If you do get caught in this web, there are two possible solutions: the first is to have these rolls transferred with a footage count rather than the normal keykode. This would create a relationship back to the negative once the edit is complete. The other (I'm told this works, but have no practical experience), is to transfer the film base (cell) up. Then, while editing, flop the shots used from this roll to put them in the right position. Trust me--it's a whole lot better to shoot the rolls correctly in the first place.

Focus Puller

It's all in the name. Soft-focus shots can be a killer. If you are editing with workprint, you can project your dailies, but you are learning about a problem after the fact. At least you can re-shoot during production. Without workprint (in the digital world of non-linear editing), it is extremely easy to miss a "soft shot" until the negative is cut and you are looking at the answer print. This is not a good time to find out.

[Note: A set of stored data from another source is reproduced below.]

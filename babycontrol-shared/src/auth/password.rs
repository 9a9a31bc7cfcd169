/// Password and security PIN hashing using Argon2id
///
/// Account passwords, caretaker PINs, family PINs and the system admin
/// password are all stored as Argon2id PHC strings produced here.
///
/// # Parameters
///
/// - **Algorithm**: Argon2id, version 0x13
/// - **Memory**: 19 MiB
/// - **Iterations**: 2 passes
/// - **Parallelism**: 1 lane
///
/// # Example
///
/// ```
/// use babycontrol_shared::auth::password::{hash_password, verify_password};
///
/// # fn example() -> Result<(), Box<dyn std::error::Error>> {
/// let hash = hash_password("1234")?;
/// assert!(verify_password("1234", &hash)?);
/// assert!(!verify_password("4321", &hash)?);
/// # Ok(())
/// # }
/// ```

use argon2::{
    password_hash::{rand_core::OsRng, PasswordHash, PasswordHasher, PasswordVerifier, SaltString},
    Argon2, ParamsBuilder, Version,
};

/// Error type for password hashing operations
#[derive(Debug, thiserror::Error)]
pub enum PasswordError {
    /// Failed to hash password
    #[error("Failed to hash password: {0}")]
    HashError(String),

    /// Failed to verify password
    #[error("Failed to verify password: {0}")]
    VerifyError(String),

    /// Invalid password hash format
    #[error("Invalid password hash format: {0}")]
    InvalidHash(String),
}

/// Minimum security PIN length
pub const PIN_MIN_LENGTH: usize = 4;

/// Maximum security PIN length
pub const PIN_MAX_LENGTH: usize = 10;

/// Hashes a password or PIN with Argon2id and a random salt
///
/// Returns a PHC string (`$argon2id$v=19$m=19456,t=2,p=1$...`).
pub fn hash_password(password: &str) -> Result<String, PasswordError> {
    let salt = SaltString::generate(&mut OsRng);

    let params = ParamsBuilder::new()
        .m_cost(19456)
        .t_cost(2)
        .p_cost(1)
        .output_len(32)
        .build()
        .map_err(|e| PasswordError::HashError(format!("Invalid parameters: {}", e)))?;

    let argon2 = Argon2::new(argon2::Algorithm::Argon2id, Version::V0x13, params);

    let password_hash = argon2
        .hash_password(password.as_bytes(), &salt)
        .map_err(|e| PasswordError::HashError(format!("Hash generation failed: {}", e)))?;

    Ok(password_hash.to_string())
}

/// Verifies a password or PIN against a PHC hash
///
/// `Ok(false)` means the secret did not match; `Err` means the stored hash
/// could not be parsed.
pub fn verify_password(password: &str, hash: &str) -> Result<bool, PasswordError> {
    let parsed_hash = PasswordHash::new(hash)
        .map_err(|e| PasswordError::InvalidHash(format!("Failed to parse hash: {}", e)))?;

    if parsed_hash.hash.is_none() {
        return Err(PasswordError::InvalidHash("Hash has no output".to_string()));
    }

    match Argon2::default().verify_password(password.as_bytes(), &parsed_hash) {
        Ok(_) => Ok(true),
        Err(argon2::password_hash::Error::Password) => Ok(false),
        Err(e) => Err(PasswordError::VerifyError(format!("Verification failed: {}", e))),
    }
}

/// Validates account password strength
///
/// Accounts need at least 8 characters mixing letters and digits.
pub fn validate_password_strength(password: &str) -> Result<(), String> {
    if password.chars().count() < 8 {
        return Err("Password must be at least 8 characters long".to_string());
    }

    if !password.chars().any(|c| c.is_alphabetic()) {
        return Err("Password must contain at least one letter".to_string());
    }

    if !password.chars().any(|c| c.is_ascii_digit()) {
        return Err("Password must contain at least one digit".to_string());
    }

    Ok(())
}

/// Validates a caretaker or family security PIN
///
/// PINs are 4 to 10 ASCII digits.
pub fn validate_security_pin(pin: &str) -> Result<(), String> {
    if pin.len() < PIN_MIN_LENGTH || pin.len() > PIN_MAX_LENGTH {
        return Err(format!(
            "Security PIN must be between {} and {} digits",
            PIN_MIN_LENGTH, PIN_MAX_LENGTH
        ));
    }

    if !pin.chars().all(|c| c.is_ascii_digit()) {
        return Err("Security PIN must contain only digits".to_string());
    }

    Ok(())
}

The dexterity and competency of your camera loader dictates whether or not you have captured an image on film at the end of the day. Any type of fogging can render a scene unusable, and edge fog is the easiest to create and the most insidious in nature. The image may be usable, but with the key numbers and/or the bar code fogged and unreadable, problems can occur during telecine transfer (if digital editing), and again when cutting the negative. The laboratory will usually alert the filmmaker to the problem, but that can't save what is already fogged. Note: A bad magazine or camera can also be the culprit. It is always wise to run some test footage through the equipment you will use.

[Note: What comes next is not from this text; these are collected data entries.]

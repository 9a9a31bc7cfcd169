/// Authentication and authorization utilities
///
/// # Modules
///
/// - [`password`]: Argon2id hashing for passwords and security PINs
/// - [`jwt`]: JWT token generation and validation
/// - [`middleware`]: Bearer token extraction and `AuthContext`
/// - [`authorization`]: Family scoping and role checks
/// - [`lockout`]: Failed-login lockout tracking
///
/// # Example
///
/// ```no_run
/// use babycontrol_shared::auth::password::{hash_password, verify_password};
/// use babycontrol_shared::auth::jwt::{create_token, Claims, TokenType};
///
/// # fn example() -> Result<(), Box<dyn std::error::Error>> {
/// let hash = hash_password("1234")?;
/// assert!(verify_password("1234", &hash)?);
///
/// let claims = Claims::sys_admin(TokenType::Access);
/// let token = create_token(&claims, "secret-key")?;
/// # Ok(())
/// # }
/// ```

pub mod password;
pub mod jwt;
pub mod middleware;
pub mod authorization;
pub mod lockout;
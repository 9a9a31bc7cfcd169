/// Stripe webhook verification
///
/// [`construct_event`] hands the raw body and the `Stripe-Signature` header
/// to `stripe_webhook::Webhook::construct_event`, which checks the
/// HMAC-SHA256 signature and timestamp tolerance and deserializes the typed
/// event. The typed event object is then mapped onto the [`BillingEvent`]
/// variants reconciliation acts on.

use chrono::{DateTime, Utc};
use serde_json::Value;
use stripe_webhook::{EventObject, Webhook};
use uuid::Uuid;

use super::reconcile::{BillingError, BillingEvent, CheckoutMode};

/// Header carrying the webhook signature
pub const SIGNATURE_HEADER: &str = "stripe-signature";

/// A webhook event whose signature checked out
#[derive(Debug, Clone, PartialEq)]
pub struct VerifiedEvent {
    pub id: String,
    pub event_type: String,
    pub billing: BillingEvent,
}

/// Verifies and parses one webhook delivery
///
/// # Errors
///
/// - `MissingSecret`: `secret` is empty
/// - `InvalidWebhook`: bad signature, stale timestamp or unparseable event
pub fn construct_event(
    payload: &[u8],
    signature: &str,
    secret: &str,
) -> Result<VerifiedEvent, BillingError> {
    if secret.is_empty() {
        return Err(BillingError::MissingSecret);
    }

    let payload = std::str::from_utf8(payload)
        .map_err(|_| BillingError::InvalidWebhook("Payload is not valid UTF-8".to_string()))?;

    let event = Webhook::construct_event(payload, signature, secret)
        .map_err(|e| BillingError::InvalidWebhook(e.to_string()))?;

    let id = event.id.as_str().to_string();
    let event_type = event.type_.as_str().to_string();
    let billing = billing_event(event.data.object, &event_type, payload);

    Ok(VerifiedEvent {
        id,
        event_type,
        billing,
    })
}

fn billing_event(object: EventObject, event_type: &str, payload: &str) -> BillingEvent {
    match object {
        EventObject::CheckoutSessionCompleted(session) => {
            let metadata_account_id = session
                .metadata
                .as_ref()
                .and_then(|metadata| metadata.get("account_id"))
                .map(String::as_str);

            BillingEvent::CheckoutCompleted {
                account_id: checkout_account_id(
                    session.client_reference_id.as_deref(),
                    metadata_account_id,
                ),
                customer_id: session
                    .customer
                    .map(|customer| customer.into_id().as_str().to_string()),
                mode: CheckoutMode::from_stripe(session.mode.as_str()),
                subscription_id: session
                    .subscription
                    .map(|subscription| subscription.into_id().as_str().to_string()),
            }
        }
        EventObject::CustomerSubscriptionCreated(subscription)
        | EventObject::CustomerSubscriptionUpdated(subscription) => {
            BillingEvent::SubscriptionChanged {
                subscription_id: subscription.id.as_str().to_string(),
                customer_id: Some(subscription.customer.into_id().as_str().to_string()),
                status: subscription.status.as_str().to_string(),
                current_period_end: subscription_period_end(payload),
            }
        }
        EventObject::CustomerSubscriptionDeleted(subscription) => {
            BillingEvent::SubscriptionDeleted {
                subscription_id: subscription.id.as_str().to_string(),
                customer_id: Some(subscription.customer.into_id().as_str().to_string()),
                ended_at: subscription
                    .ended_at
                    .and_then(|secs| DateTime::from_timestamp(secs, 0)),
            }
        }
        EventObject::InvoicePaymentSucceeded(invoice) => BillingEvent::InvoicePaid {
            customer_id: invoice
                .customer
                .map(|customer| customer.into_id().as_str().to_string()),
            period_end: invoice
                .lines
                .data
                .iter()
                .map(|line| line.period.end)
                .max()
                .and_then(|secs| DateTime::from_timestamp(secs, 0)),
        },
        EventObject::InvoicePaymentFailed(invoice) => BillingEvent::InvoiceFailed {
            customer_id: invoice
                .customer
                .map(|customer| customer.into_id().as_str().to_string()),
        },
        _ => BillingEvent::Other(event_type.to_string()),
    }
}

/// First of `client_reference_id` and `metadata.account_id` that is a UUID
fn checkout_account_id(
    client_reference_id: Option<&str>,
    metadata_account_id: Option<&str>,
) -> Option<Uuid> {
    [client_reference_id, metadata_account_id]
        .into_iter()
        .flatten()
        .find_map(|raw| Uuid::parse_str(raw.trim()).ok())
}

/// `current_period_end` of the subscription in `payload`
///
/// API versions from 2025-03-31 carry the period on each subscription item
/// instead of the subscription; there the latest item period wins.
fn subscription_period_end(payload: &str) -> Option<DateTime<Utc>> {
    let envelope: Value = serde_json::from_str(payload).ok()?;
    let object = envelope.pointer("/data/object")?;

    let secs = object
        .get("current_period_end")
        .and_then(Value::as_i64)
        .or_else(|| {
            object
                .pointer("/items/data")?
                .as_array()?
                .iter()
                .filter_map(|item| item.get("current_period_end").and_then(Value::as_i64))
                .max()
        })?;

    DateTime::from_timestamp(secs, 0)
}

#[cfg(test)]
mod tests {
    use super::*;
    use serde_json::json;

    #[test]
    fn test_empty_secret_is_a_configuration_error() {
        let result = construct_event(b"{}", "t=1,v1=00", "");
        assert!(matches!(result, Err(BillingError::MissingSecret)));
    }

    #[test]
    fn test_bad_signature_is_rejected() {
        let result = construct_event(b"{}", "t=1,v1=00", "whsec_test");
        assert!(matches!(result, Err(BillingError::InvalidWebhook(_))));

        let result = construct_event(b"{}", "garbage", "whsec_test");
        assert!(matches!(result, Err(BillingError::InvalidWebhook(_))));
    }

    #[test]
    fn test_non_utf8_payload_is_rejected() {
        let result = construct_event(&[0xff, 0xfe], "t=1,v1=00", "whsec_test");
        assert!(matches!(result, Err(BillingError::InvalidWebhook(_))));
    }

    #[test]
    fn test_checkout_account_id_sources() {
        let id = Uuid::new_v4();
        let id_str = id.to_string();

        assert_eq!(checkout_account_id(Some(&id_str), None), Some(id));
        assert_eq!(checkout_account_id(None, Some(&id_str)), Some(id));
        assert_eq!(checkout_account_id(Some("cart-42"), Some(&id_str)), Some(id));
        assert_eq!(checkout_account_id(Some("cart-42"), None), None);
        assert_eq!(checkout_account_id(None, None), None);
    }

    #[test]
    fn test_period_end_on_subscription() {
        let payload = json!({
            "id": "evt_1",
            "type": "customer.subscription.updated",
            "data": { "object": { "id": "sub_1", "current_period_end": 1_800_000_000i64 } }
        })
        .to_string();

        assert_eq!(
            subscription_period_end(&payload),
            DateTime::from_timestamp(1_800_000_000, 0)
        );
    }

    #[test]
    fn test_period_end_on_items() {
        let payload = json!({
            "id": "evt_1",
            "type": "customer.subscription.updated",
            "data": { "object": {
                "id": "sub_1",
                "items": { "data": [
                    { "id": "si_1", "current_period_end": 1_750_000_000i64 },
                    { "id": "si_2", "current_period_end": 1_760_000_000i64 }
                ]}
            }}
        })
        .to_string();

        assert_eq!(
            subscription_period_end(&payload),
            DateTime::from_timestamp(1_760_000_000, 0)
        );
    }

    #[test]
    fn test_period_end_missing() {
        let payload = json!({ "data": { "object": { "id": "sub_1" } } }).to_string();
        assert_eq!(subscription_period_end(&payload), None);
        assert_eq!(subscription_period_end("not json"), None);
    }
}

Also, if the slate information is written inaccurately or it cannot be read, it can make syncing dailies, and finding a certain take in your negative, difficult. If the clapper is not kept closed after making the clap, if the bottom half of the clapper is in motion during the clap, or it the slate is moved out of focus, out of the light, or out of the frame when it is clapped syncing can be complicated. Sometimes the clapper can clap the slate too early, requiring "second sticks". In that case he or she should know to signify it with a hand signal. If it is a tail slate the clapper should know to hold the slate upside-down.

Sound Recorder

As important as a good image is to a film, the sound is even more so. The reason for this has to do with the difference between visual perception when compared to aural perception. For whatever reason, our internal sensibilities give more latitude to visual problems than to audio ones.

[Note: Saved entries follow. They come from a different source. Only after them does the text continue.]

/// Middleware modules for the API server
///
/// - `security`: security response headers
/// - `deployment`: 404s for routes the deployment mode does not serve
/// - `write_gate`: blocks writes for families whose SaaS account has lapsed

pub mod deployment;
pub mod security;
pub mod write_gate;
/// At-a-glance status of a baby
///
/// Reports when the baby last fed, was changed and slept, and raises a
/// warning once the time since the last feed or diaper change reaches the
/// baby's configured threshold. A baby with no feed (or diaper) on record
/// never warns for it.

use chrono::{DateTime, Utc};
use serde::Serialize;
use sqlx::PgPool;
use uuid::Uuid;

use crate::models::activity_log;
use crate::models::baby::{Baby, DEFAULT_DIAPER_WARNING_TIME, DEFAULT_FEED_WARNING_TIME};
use crate::models::diaper_log::DiaperLog;
use crate::models::feed_log::FeedLog;
use crate::models::sleep_log::SleepLog;
use crate::validation::parse_hh_mm;

#[derive(Debug, Clone, PartialEq, Eq, Serialize)]
pub struct BabyStatus {
    pub baby_id: Uuid,
    pub last_feed: Option<DateTime<Utc>>,
    pub minutes_since_feed: Option<i64>,
    pub feed_warning: bool,
    pub last_diaper: Option<DateTime<Utc>>,
    pub minutes_since_diaper: Option<i64>,
    pub diaper_warning: bool,
    pub last_sleep_start: Option<DateTime<Utc>>,
    pub last_sleep_end: Option<DateTime<Utc>>,
    pub sleeping: bool,
}

/// The latest activity a status is computed from
#[derive(Debug, Clone, Default)]
pub struct LatestActivity {
    pub feed: Option<DateTime<Utc>>,
    pub diaper: Option<DateTime<Utc>>,
    pub sleep_start: Option<DateTime<Utc>>,
    pub sleep_end: Option<DateTime<Utc>>,
    pub open_sleep: bool,
}

fn threshold_minutes(configured: &str, default: &str) -> i64 {
    parse_hh_mm(configured)
        .or_else(|| parse_hh_mm(default))
        .unwrap_or(0)
}

fn minutes_since(at: Option<DateTime<Utc>>, now: DateTime<Utc>) -> Option<i64> {
    at.map(|at| (now - at).num_minutes().max(0))
}

pub fn compute(baby: &Baby, latest: &LatestActivity, now: DateTime<Utc>) -> BabyStatus {
    let feed_limit = threshold_minutes(&baby.feed_warning_time, DEFAULT_FEED_WARNING_TIME);
    let diaper_limit = threshold_minutes(&baby.diaper_warning_time, DEFAULT_DIAPER_WARNING_TIME);

    let minutes_since_feed = minutes_since(latest.feed, now);
    let minutes_since_diaper = minutes_since(latest.diaper, now);

    BabyStatus {
        baby_id: baby.id,
        last_feed: latest.feed,
        minutes_since_feed,
        feed_warning: minutes_since_feed.is_some_and(|m| m >= feed_limit),
        last_diaper: latest.diaper,
        minutes_since_diaper,
        diaper_warning: minutes_since_diaper.is_some_and(|m| m >= diaper_limit),
        last_sleep_start: latest.sleep_start,
        last_sleep_end: latest.sleep_end,
        sleeping: latest.open_sleep,
    }
}

pub async fn load(
    pool: &PgPool,
    baby: &Baby,
    now: DateTime<Utc>,
) -> Result<BabyStatus, sqlx::Error> {
    let feed: Option<FeedLog> = activity_log::latest(pool, baby.family_id, baby.id).await?;
    let diaper: Option<DiaperLog> = activity_log::latest(pool, baby.family_id, baby.id).await?;
    let sleep: Option<SleepLog> = activity_log::latest(pool, baby.family_id, baby.id).await?;
    let open_sleep = SleepLog::find_open(pool, baby.family_id, baby.id).await?;

    let latest = LatestActivity {
        feed: feed.map(|f| f.time),
        diaper: diaper.map(|d| d.time),
        sleep_start: sleep.as_ref().map(|s| s.start_time),
        sleep_end: sleep.and_then(|s| s.end_time),
        open_sleep: open_sleep.is_some(),
    };

    Ok(compute(baby, &latest, now))
}

#[cfg(test)]
mod tests {
    use super::*;
    use chrono::{Duration, NaiveDate};

    fn baby(feed_warning: &str, diaper_warning: &str) -> Baby {
        Baby {
            id: Uuid::new_v4(),
            family_id: Uuid::new_v4(),
            first_name: "Ada".to_string(),
            last_name: "Smith".to_string(),
            birth_date: NaiveDate::from_ymd_opt(2026, 1, 1).unwrap(),
            gender: None,
            inactive: false,
            feed_warning_time: feed_warning.to_string(),
            diaper_warning_time: diaper_warning.to_string(),
            created_at: Utc::now(),
            updated_at: Utc::now(),
            deleted_at: None,
        }
    }

    #[test]
    fn test_warnings_at_threshold() {
        let now = Utc::now();
        let latest = LatestActivity {
            feed: Some(now - Duration::minutes(180)),
            diaper: Some(now - Duration::minutes(119)),
            ..Default::default()
        };

        let status = compute(&baby("03:00", "02:00"), &latest, now);
        assert_eq!(status.minutes_since_feed, Some(180));
        assert!(status.feed_warning);
        assert_eq!(status.minutes_since_diaper, Some(119));
        assert!(!status.diaper_warning);
    }

    #[test]
    fn test_no_records_no_warning() {
        let status = compute(&baby("00:30", "00:30"), &LatestActivity::default(), Utc::now());
        assert!(!status.feed_warning);
        assert!(!status.diaper_warning);
        assert_eq!(status.minutes_since_feed, None);
        assert!(!status.sleeping);
    }

    #[test]
    fn test_invalid_threshold_uses_default() {
        let now = Utc::now();
        let latest = LatestActivity {
            feed: Some(now - Duration::minutes(150)),
            ..Default::default()
        };

        // Falls back to 03:00
        let status = compute(&baby("soon", "02:00"), &latest, now);
        assert!(!status.feed_warning);
    }

    #[test]
    fn test_sleeping_flag() {
        let now = Utc::now();
        let latest = LatestActivity {
            sleep_start: Some(now - Duration::minutes(40)),
            open_sleep: true,
            ..Default::default()
        };

        let status = compute(&baby("03:00", "02:00"), &latest, now);
        assert!(status.sleeping);
        assert_eq!(status.last_sleep_end, None);
    }
}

Properly recorded production sound can make daily syncing easier, editing faster, reduce or eliminate the need for ADR (Automatic Dialogue Replacement), supply the always-important ambient background sound, furnish necessary effects, and produce the necessary dialogue.

The sound recorder is relied upon to correctly identify the take verbally, record it in its entirety (including the clap of the slate closing), let the director know of any potential problems, and be able to correctly fill out the sound reports. Poorly recorded sound can compromise an otherwise excellent take. Unidentified or incorrectly identified slate information can cause problems when syncing dailies.

An Overview of Editing

There are three distinct paths that editing can take--the physical (workprint editing), the virtual (digital non-linear) editing, or some combination of the two. If you are doing it yourself, the decision is often based on what you're most comfortable with, and what your budget is.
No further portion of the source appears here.